One of the key strengths of the Polaris catalog is its ability to define and enforce multi-level access control, down to the table, role, and even namespace level. The model separates concerns across:

  • Polaris Users – real identities (e.g., Charlie, Bob, Mark)

  • Principals – internal mappings that Polaris uses to manage permissions

  • Principal Roles – functional groupings (e.g., Data Engineer, Service Admin, Data Scientist)

  • Catalog Roles – actual RBAC bindings that define what actions are permitted in each catalog

  • Catalogs and Namespaces – logical data groupings, enabling isolation for environments like prod, dev, or per region/team.
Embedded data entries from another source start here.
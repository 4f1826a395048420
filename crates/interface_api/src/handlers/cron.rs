//! Cron trigger handlers

use axum::{extract::State, http::HeaderMap, Json};
use tracing::{info, warn};

use domain_booking::SchedulerReport;

use crate::{error::ApiError, AppState};

/// Runs the three notification scans
///
/// Guarded by a bearer secret so only the platform cron can trigger it.
/// An unconfigured secret keeps the endpoint closed rather than open.
pub async fn run_reminders(
    State(state): State<AppState>,
    headers: HeaderMap,
) -> Result<Json<SchedulerReport>, ApiError> {
    let secret = state
        .config
        .cron_secret
        .as_deref()
        .filter(|s| !s.is_empty())
        .ok_or_else(|| ApiError::Internal("Cron secret not configured".to_string()))?;

    let auth_header = headers
        .get("Authorization")
        .and_then(|h| h.to_str().ok());

    let token = match auth_header {
        Some(header) if header.starts_with("Bearer ") => &header[7..],
        _ => {
            warn!("Missing or invalid Authorization header");
            return Err(ApiError::Unauthorized);
        }
    };

    if token != secret {
        warn!("Cron token mismatch");
        return Err(ApiError::Unauthorized);
    }

    let report = state.scheduler.run_all().await?;

    info!(
        party_reminders = report.party_reminders.sent,
        feedback_requests = report.feedback_requests.sent,
        payment_due = report.payment_due.sent,
        "Reminder scans complete"
    );

    Ok(Json(report))
}
//! Payment webhook handler

use axum::{body::Bytes, extract::State, http::HeaderMap, Json};
use tracing::{info, warn};

use domain_billing::GatewayEvent;
use infra_gateway::verify_webhook_signature;

use crate::dto::payment::WebhookAck;
use crate::{error::ApiError, AppState};

/// Receives a signed gateway event and hands it to the reconciler
///
/// The raw body is verified against the `Stripe-Signature` header before
/// anything decodes it. Accepted events are acknowledged with 200 whatever
/// the settlement outcome; only a transient store failure refuses the
/// delivery, so the gateway redelivers it.
pub async fn handle_payment_event(
    State(state): State<AppState>,
    headers: HeaderMap,
    body: Bytes,
) -> Result<Json<WebhookAck>, ApiError> {
    let signature = headers
        .get("Stripe-Signature")
        .and_then(|h| h.to_str().ok())
        .ok_or_else(|| ApiError::Validation("Missing signature header".to_string()))?;

    verify_webhook_signature(
        &body,
        signature,
        &state.config.webhook_secret,
        state.clock.now(),
    )
    .map_err(|e| {
        warn!(reason = %e, "Webhook signature rejected");
        ApiError::Validation("Invalid signature".to_string())
    })?;

    let event = GatewayEvent::from_json(&body)
        .map_err(|e| ApiError::Validation(format!("Malformed event payload: {}", e)))?;

    let outcome = state.reconciler.process(&event).await?;

    info!(
        event_id = %event.id,
        kind = event.kind_name(),
        outcome = ?outcome,
        "Webhook processed"
    );

    Ok(Json(WebhookAck { received: true }))
}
As shown above, the same user (Bob) may assume multiple roles—such as both Streaming Data Loader and Spark ETL User—each of which is tied to a well-scoped Data Engineer role. That role can then be mapped to different Catalog Roles (e.g., Contributor in Bronze, Admin in Silver, and Gold), allowing for differentiated access across the data lifecycle.

This model also introduces namespaces, which serve as logical schema boundaries inside a catalog. For example, prod_ns and staging_ns can be used to cleanly separate curated datasets from raw ingests, with access policies scoped independently.

Together, these constructs enable the implementation of proper least-privilege access, eliminating the need to replicate policies across engines or services.

Hands-On: Deploy and Explore the Zero Trust Lakehouse

To bring this architecture to life, we’ve published a self-contained demo repository that walks you through the complete implementation. The only prerequisites are a Ceph cluster with the RGW service running and an OS capable of running Terraform, Podman/Docker.

🔗 GitHub: Polaris-Ceph Terraform Demo

This repo automates a full Polaris + Ceph stack using Terraform and Docker Compose.

Terraform handles all the setup, including generating scoped tokens and populating the correct Iceberg catalog configs.

Conclusion

The Zero Trust Lakehouse approach—powered by Ceph Object Storage and Polaris—enables structured, enforceable access control for object storage, without compromising performance or agility.

Whether you're building analytics pipelines, enforcing data compliance, or laying the foundation for secure AI/ML workloads, this model offers a proven, scalable approach to governance.